Cheap memberships won’t fix the Liberal Party’s women and youth problem

Abbott

A new discussion paper from the Liberal Party has pushed the idea of a $10 digital membership in an attempt to reverse declining engagement and attract younger Australians and professional women. On paper, it reads like a modernisation effort. In reality? Cheaper access, flexible participation, and a “pipeline” into political life for those who don’t have the time or inclination for traditional branch meetings ain’t gonna cut it at this point.

Women and young people aren’t signing up to the Liberal Party over cosmetic issues like menial cost. They’re pushing back (in a big way) on the party’s increasingly archaic ideology. Women and younger voters simply don’t see their lives, pressures, or economic realities reflected in the policy agenda.

As we’ve previously reported, disillusionment with major parties is already fuelling a shift towards grassroots and independent movements, particularly among women who feel traditional party platforms have not delivered meaningful progress on issues like housing affordability, climate action, or workplace equity.

Mass female-voter support of Teal candidates in the past two elections, wasn’t just some cute aberration.

Because, for women in particular, the policy gaps are glaring. Affordable and accessible childcare remains a central barrier to workforce participation and economic equality. Domestic and family violence services continue to be under-resourced despite overwhelming demand. Housing affordability has become a structural barrier to independence for younger women. And climate policy is flatly ignored altogether.

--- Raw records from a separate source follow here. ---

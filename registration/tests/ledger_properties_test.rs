//! Property tests for the inventory ledger.
//!
//! Random sequences of holds, commits and releases are replayed against the
//! ledger and a plain model side by side. After every step the counters must
//! match the model and never exceed stock.

#![allow(clippy::unwrap_used)]

use proptest::prelude::*;
use racepay_core::store::RegistrationStore;
use racepay_core::types::{Gender, HoldLine, HoldToken, InventoryKey, Size, merge_lines};
use racepay_registration::{Ledger, LedgerError};
use racepay_testing::InMemoryRegistrationStore;
use racepay_testing::mocks::epoch;
use racepay_testing::strategies::hold_request;
use std::collections::BTreeMap;
use std::sync::Arc;
use tokio_test::block_on;

#[derive(Debug, Clone)]
enum Op {
    Hold(Vec<HoldLine>),
    Commit(usize),
    Release(usize),
}

fn op() -> impl Strategy<Value = Op> {
    prop_oneof![
        3 => hold_request().prop_map(Op::Hold),
        2 => any::<usize>().prop_map(Op::Commit),
        2 => any::<usize>().prop_map(Op::Release),
    ]
}

fn all_keys() -> Vec<InventoryKey> {
    Size::ALL
        .into_iter()
        .flat_map(|size| Gender::ALL.into_iter().map(move |gender| InventoryKey::new(size, gender)))
        .collect()
}

#[derive(Debug, Clone, Copy, PartialEq, Eq)]
enum ModelHold {
    Held,
    Committed,
    Released,
}

#[derive(Debug, Default)]
struct Model {
    stock: BTreeMap<InventoryKey, u32>,
    reserved: BTreeMap<InventoryKey, u32>,
    assigned: BTreeMap<InventoryKey, u32>,
    holds: Vec<(HoldToken, Vec<HoldLine>, ModelHold)>,
}

impl Model {
    fn available(&self, key: InventoryKey) -> u32 {
        self.stock[&key] - self.reserved[&key] - self.assigned[&key]
    }

    fn fits(&self, lines: &[HoldLine]) -> bool {
        lines.iter().all(|line| line.count <= self.available(line.key))
    }

    fn apply(&mut self, index: usize, to: ModelHold) {
        let (_, lines, state) = &mut self.holds[index];
        if *state != ModelHold::Held {
            return;
        }
        *state = to;
        for line in lines.iter() {
            *self.reserved.get_mut(&line.key).unwrap() -= line.count;
            if to == ModelHold::Committed {
                *self.assigned.get_mut(&line.key).unwrap() += line.count;
            }
        }
    }
}

async fn replay(stock: Vec<u32>, ops: Vec<Op>) -> Result<(), TestCaseError> {
    let store = InMemoryRegistrationStore::new();
    let ledger = Ledger::new(Arc::new(store.clone()));
    let mut model = Model::default();

    for (key, units) in all_keys().into_iter().zip(stock) {
        store.configure_stock(key, units).await.unwrap();
        model.stock.insert(key, units);
        model.reserved.insert(key, 0);
        model.assigned.insert(key, 0);
    }

    for op in ops {
        match op {
            Op::Hold(lines) => {
                let merged = merge_lines(lines.clone());
                let expected = model.fits(&merged);
                match ledger.hold(lines, epoch()).await {
                    Ok(hold) => {
                        prop_assert!(expected, "hold granted beyond availability");
                        prop_assert_eq!(&hold.lines, &merged);
                        for line in &merged {
                            *model.reserved.get_mut(&line.key).unwrap() += line.count;
                        }
                        model.holds.push((hold.token, merged, ModelHold::Held));
                    },
                    Err(LedgerError::InsufficientStock { .. }) => {
                        prop_assert!(!expected, "hold refused although stock sufficed");
                    },
                    Err(other) => prop_assert!(false, "unexpected error {other}"),
                }
            },
            Op::Commit(pick) if !model.holds.is_empty() => {
                let index = pick % model.holds.len();
                let (token, _, state) = model.holds[index].clone();
                let result = ledger.commit(token).await;
                if state == ModelHold::Released {
                    prop_assert_eq!(result, Err(LedgerError::AlreadyReleased(token)));
                } else {
                    prop_assert!(result.is_ok());
                }
                model.apply(index, ModelHold::Committed);
            },
            Op::Release(pick) if !model.holds.is_empty() => {
                let index = pick % model.holds.len();
                let token = model.holds[index].0;
                prop_assert!(ledger.release(token).await.is_ok());
                model.apply(index, ModelHold::Released);
            },
            Op::Commit(_) | Op::Release(_) => {},
        }

        for item in ledger.items().await.unwrap() {
            prop_assert!(item.reserved + item.assigned <= item.stock, "oversold {}", item.key);
            prop_assert_eq!(item.reserved, model.reserved[&item.key]);
            prop_assert_eq!(item.assigned, model.assigned[&item.key]);
        }
    }

    let open = model.holds.iter().filter(|(_, _, state)| *state == ModelHold::Held).count();
    prop_assert_eq!(store.open_hold_count(), open);
    Ok(())
}

proptest! {
    #![proptest_config(ProptestConfig::with_cases(64))]

    /// INVARIANT: reserved + assigned never exceeds stock, and both counters
    /// always equal the sum of the holds in the matching state.
    #[test]
    fn counters_follow_hold_states(
        stock in prop::collection::vec(0u32..=5, 12),
        ops in prop::collection::vec(op(), 1..40),
    ) {
        block_on(replay(stock, ops))?;
    }
}

/// Releasing everything returns every row to its configured stock.
#[test]
fn releasing_every_hold_restores_availability() {
    block_on(async {
        let store = InMemoryRegistrationStore::new();
        let ledger = Ledger::new(Arc::new(store.clone()));
        for key in all_keys() {
            store.configure_stock(key, 3).await.unwrap();
        }

        let mut tokens = Vec::new();
        for key in all_keys() {
            let hold = ledger.hold(vec![HoldLine::new(key, 2)], epoch()).await.unwrap();
            tokens.push(hold.token);
        }
        for token in tokens {
            ledger.release(token).await.unwrap();
        }

        for item in ledger.items().await.unwrap() {
            assert_eq!((item.reserved, item.assigned, item.available()), (0, 0, 3));
        }
    });
}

While the current Labor government may be missing crucial marks here as well, they aren’t so glacially behind or backward as the Coalition. In fact, the only tenuous policy narrative coming through from the Liberal Party right now, is to drastically curb immigration, and especially restrict intake from countries they deem unsavoury.

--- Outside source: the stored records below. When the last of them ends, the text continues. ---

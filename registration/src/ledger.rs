//! Inventory ledger.
//!
//! The only writer of `reserved` and `assigned`. It speaks in hold tokens and
//! lines; it knows nothing about payments. Atomicity and per-row exclusion come
//! from the underlying [`RegistrationStore`].
//!
//! Group settlements also pass through here: a status transition and its hold
//! disposition are one store transaction, and the ledger is the component that
//! issues it.

use crate::metrics;
use chrono::{DateTime, Utc};
use racepay_core::store::{
    CommitOutcome, HoldOutcome, RegistrationStore, ReleaseOutcome, SettleOutcome, Settlement,
    StoreError,
};
use racepay_core::types::{Hold, HoldLine, HoldToken, InventoryItem, InventoryKey, merge_lines};
use std::sync::Arc;
use thiserror::Error;

/// Ledger failures.
#[derive(Error, Debug, Clone, PartialEq, Eq)]
pub enum LedgerError {
    /// A line could not be satisfied; nothing was held.
    #[error("insufficient stock for {key}: requested {requested}, available {available}")]
    InsufficientStock {
        /// Row found short
        key: InventoryKey,
        /// Units requested
        requested: u32,
        /// Units available
        available: u32,
    },

    /// A hold request without any units.
    #[error("hold request is empty")]
    EmptyRequest,

    /// No hold with this token.
    #[error("unknown hold token {0}")]
    UnknownToken(HoldToken),

    /// The hold was released and can no longer be committed.
    #[error("hold {0} was already released")]
    AlreadyReleased(HoldToken),

    /// The backing store failed.
    #[error(transparent)]
    Store(#[from] StoreError),
}

/// Handle to the inventory ledger. Cheap to clone.
#[derive(Clone)]
pub struct Ledger {
    store: Arc<dyn RegistrationStore>,
}

impl Ledger {
    /// Create a ledger over `store`.
    #[must_use]
    pub fn new(store: Arc<dyn RegistrationStore>) -> Self {
        Self { store }
    }

    /// Hold every line or nothing.
    ///
    /// Lines naming the same row are merged first.
    ///
    /// # Errors
    ///
    /// Returns [`LedgerError::InsufficientStock`] if any row is short, in which
    /// case no counter changed.
    pub async fn hold(
        &self,
        lines: impl IntoIterator<Item = HoldLine>,
        at: DateTime<Utc>,
    ) -> Result<Hold, LedgerError> {
        let lines = merge_lines(lines);
        if lines.is_empty() {
            return Err(LedgerError::EmptyRequest);
        }

        match self.store.hold(HoldToken::new(), lines, at).await? {
            HoldOutcome::Held(hold) => {
                metrics::record_hold(true);
                tracing::debug!(token = %hold.token, lines = hold.lines.len(), "Inventory held");
                Ok(hold)
            },
            HoldOutcome::Insufficient {
                key,
                requested,
                available,
            } => {
                metrics::record_hold(false);
                tracing::info!(%key, requested, available, "Hold refused: insufficient stock");
                Err(LedgerError::InsufficientStock {
                    key,
                    requested,
                    available,
                })
            },
        }
    }

    /// Move a hold's units from reserved to assigned.
    ///
    /// Committing an already committed hold succeeds without changing anything.
    /// Holds owned by a group are committed through [`Ledger::settle`]
    /// instead, so that the group's status moves with them.
    ///
    /// # Errors
    ///
    /// Returns [`LedgerError::UnknownToken`] or [`LedgerError::AlreadyReleased`].
    pub async fn commit(&self, token: HoldToken) -> Result<(), LedgerError> {
        match self.store.commit_hold(token).await? {
            CommitOutcome::Committed | CommitOutcome::AlreadyCommitted => Ok(()),
            CommitOutcome::AlreadyReleased => Err(LedgerError::AlreadyReleased(token)),
            CommitOutcome::UnknownHold => Err(LedgerError::UnknownToken(token)),
        }
    }

    /// Return a hold's units to available.
    ///
    /// Releasing an already released hold, or one that was committed in the
    /// meantime, succeeds without changing anything.
    ///
    /// # Errors
    ///
    /// Returns [`LedgerError::UnknownToken`] if no such hold exists.
    pub async fn release(&self, token: HoldToken) -> Result<(), LedgerError> {
        match self.store.release_hold(token).await? {
            ReleaseOutcome::Released | ReleaseOutcome::AlreadyReleased => Ok(()),
            ReleaseOutcome::AlreadyCommitted => {
                tracing::debug!(%token, "Release skipped: hold already committed");
                Ok(())
            },
            ReleaseOutcome::UnknownHold => Err(LedgerError::UnknownToken(token)),
        }
    }

    /// Apply a group's conditional transition together with its hold's commit
    /// or release.
    ///
    /// A stale status or an unusable hold is reported in the
    /// [`SettleOutcome`], with nothing changed.
    ///
    /// # Errors
    ///
    /// Returns the [`StoreError`] if the store failed; nothing was applied.
    pub async fn settle(&self, settlement: Settlement) -> Result<SettleOutcome, StoreError> {
        let disposition = settlement.disposition;
        let outcome = self.store.settle(settlement).await?;
        if let SettleOutcome::Settled { group, hold_state } = &outcome {
            tracing::debug!(
                group_code = %group.code,
                token = %group.hold_token,
                ?disposition,
                hold_state = hold_state.as_str(),
                "Hold settled with its group"
            );
        }
        Ok(outcome)
    }

    /// Current counters of every row.
    ///
    /// # Errors
    ///
    /// Returns [`LedgerError::Store`] if the store cannot be read.
    pub async fn items(&self) -> Result<Vec<InventoryItem>, LedgerError> {
        Ok(self.store.load_items().await?)
    }

    /// Create or resize a row.
    ///
    /// # Errors
    ///
    /// Returns [`LedgerError::Store`] wrapping
    /// [`StoreError::StockBelowCommitted`] when shrinking below held and
    /// assigned units.
    pub async fn configure(&self, key: InventoryKey, stock: u32) -> Result<InventoryItem, LedgerError> {
        let item = self.store.configure_stock(key, stock).await?;
        tracing::info!(%key, stock, "Inventory row configured");
        Ok(item)
    }
}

In case the Coalition needed a steer, only about 33 percent of young Australians consider current immigration levels “too high,” compared to 59% of those over 60. And women consistently demonstrate higher average levels of support for immigration and multiculturalism compared to men, too.

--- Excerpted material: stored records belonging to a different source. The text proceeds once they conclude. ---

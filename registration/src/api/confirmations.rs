//! Manual confirmation resend.

use crate::server::state::AppState;
use axum::{Json, extract::State};
use racepay_core::types::GroupCode;
use racepay_web::WebResult;
use serde::{Deserialize, Serialize};

/// Resend request body.
#[derive(Debug, Deserialize)]
pub struct ResendRequest {
    /// Group to resend the confirmation for
    pub group_code: GroupCode,
}

/// Resend result.
#[derive(Debug, Serialize)]
pub struct ResendResponse {
    /// Group the confirmation was sent for
    pub group_code: GroupCode,
    /// Always `"sent"`; failures are errors
    pub status: &'static str,
}

/// Resend the confirmation of a confirmed group.
///
/// Clears `notification_pending` when delivery succeeds.
pub async fn resend(
    State(state): State<AppState>,
    Json(body): Json<ResendRequest>,
) -> WebResult<Json<ResendResponse>> {
    state.notifier.resend(&body.group_code).await?;
    Ok(Json(ResendResponse {
        group_code: body.group_code,
        status: "sent",
    }))
}
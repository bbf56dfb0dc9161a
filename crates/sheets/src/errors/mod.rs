//! Error types for the sheets crate.

use thiserror::Error;

/// Errors raised while fetching a grid.
///
/// Every variant means the source is unavailable for this request; callers
/// are expected to surface them rather than degrade to an empty grid.
#[derive(Error, Debug)]
pub enum SheetsError {
    /// The request did not complete within the configured timeout.
    #[error("Timed out fetching sheet '{sheet}'")]
    Timeout {
        /// The sheet that was requested
        sheet: String,
    },

    /// The request failed before a response was received.
    #[error("Network error fetching sheet '{sheet}': {source}")]
    Network {
        /// The sheet that was requested
        sheet: String,
        #[source]
        source: reqwest::Error,
    },

    /// The source answered with a non-success status.
    #[error("Sheet '{sheet}' returned HTTP {status}: {message}")]
    HttpStatus {
        /// The sheet that was requested
        sheet: String,
        /// HTTP status code
        status: u16,
        /// Error message extracted from the body, or the raw body
        message: String,
    },

    /// The body could not be decoded as a values document.
    #[error("Invalid response for sheet '{sheet}': {message}")]
    InvalidResponse {
        /// The sheet that was requested
        sheet: String,
        /// Description of the decoding failure
        message: String,
    },

    /// The HTTP client could not be constructed.
    #[error("Failed to build HTTP client: {0}")]
    Client(String),
}

impl SheetsError {
    /// Whether a caller-side retry has a reasonable chance of succeeding.
    ///
    /// Timeouts, transport failures, rate limiting and server-side errors are
    /// transient. Authorization failures, missing sheets and undecodable
    /// bodies are not.
    pub fn is_transient(&self) -> bool {
        match self {
            Self::Timeout { .. } | Self::Network { .. } => true,
            Self::HttpStatus { status, .. } => *status == 429 || *status >= 500,
            Self::InvalidResponse { .. } | Self::Client(_) => false,
        }
    }
}

#[cfg(test)]
mod tests {
    use super::*;

    fn status(code: u16) -> SheetsError {
        SheetsError::HttpStatus {
            sheet: "Zscore".to_string(),
            status: code,
            message: "boom".to_string(),
        }
    }

    #[test]
    fn test_timeout_is_transient() {
        let error = SheetsError::Timeout {
            sheet: "Zscore".to_string(),
        };
        assert!(error.is_transient());
    }

    #[test]
    fn test_rate_limit_and_server_errors_are_transient() {
        assert!(status(429).is_transient());
        assert!(status(500).is_transient());
        assert!(status(503).is_transient());
    }

    #[test]
    fn test_client_errors_are_terminal() {
        assert!(!status(400).is_transient());
        assert!(!status(403).is_transient());
        assert!(!status(404).is_transient());
    }

    #[test]
    fn test_invalid_response_is_terminal() {
        let error = SheetsError::InvalidResponse {
            sheet: "FScore".to_string(),
            message: "expected value".to_string(),
        };
        assert!(!error.is_transient());
        assert_eq!(
            error.to_string(),
            "Invalid response for sheet 'FScore': expected value"
        );
    }
}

All that a discounted membership tier does for the Liberal Party is risk appearing as a substitute for substantive policy renewal. It’s an attempt to repackage engagement without addressing why engagement has declined in the first place.

The discussion paper itself acknowledges that the party has lost ground among professional women and younger voters, and that its membership base is ageing and shrinking. But acknowledging the demographic shift is not the same as responding to its underlying causes.

Recent leadership and structural changes that have taken place in the Liberal Party, such as the appointment of Tony Abbott last week as the party’s president do nothing to rebuild trust with women voters.

At the heart of the issue is a widening gap between what the party is offering and what large segments of the electorate are asking for, which is tangible improvements in daily life.

That includes serious commitments to affordable housing supply and access, climate policy that moves beyond culture war positioning and acknowledges the economic transition already underway, properly funded domestic and family violence prevention and response systems and universal, affordable childcare.

Until those policy foundations are addressed, no membership discount is likely to meaningfully shift the trajectory for the Liberal Party.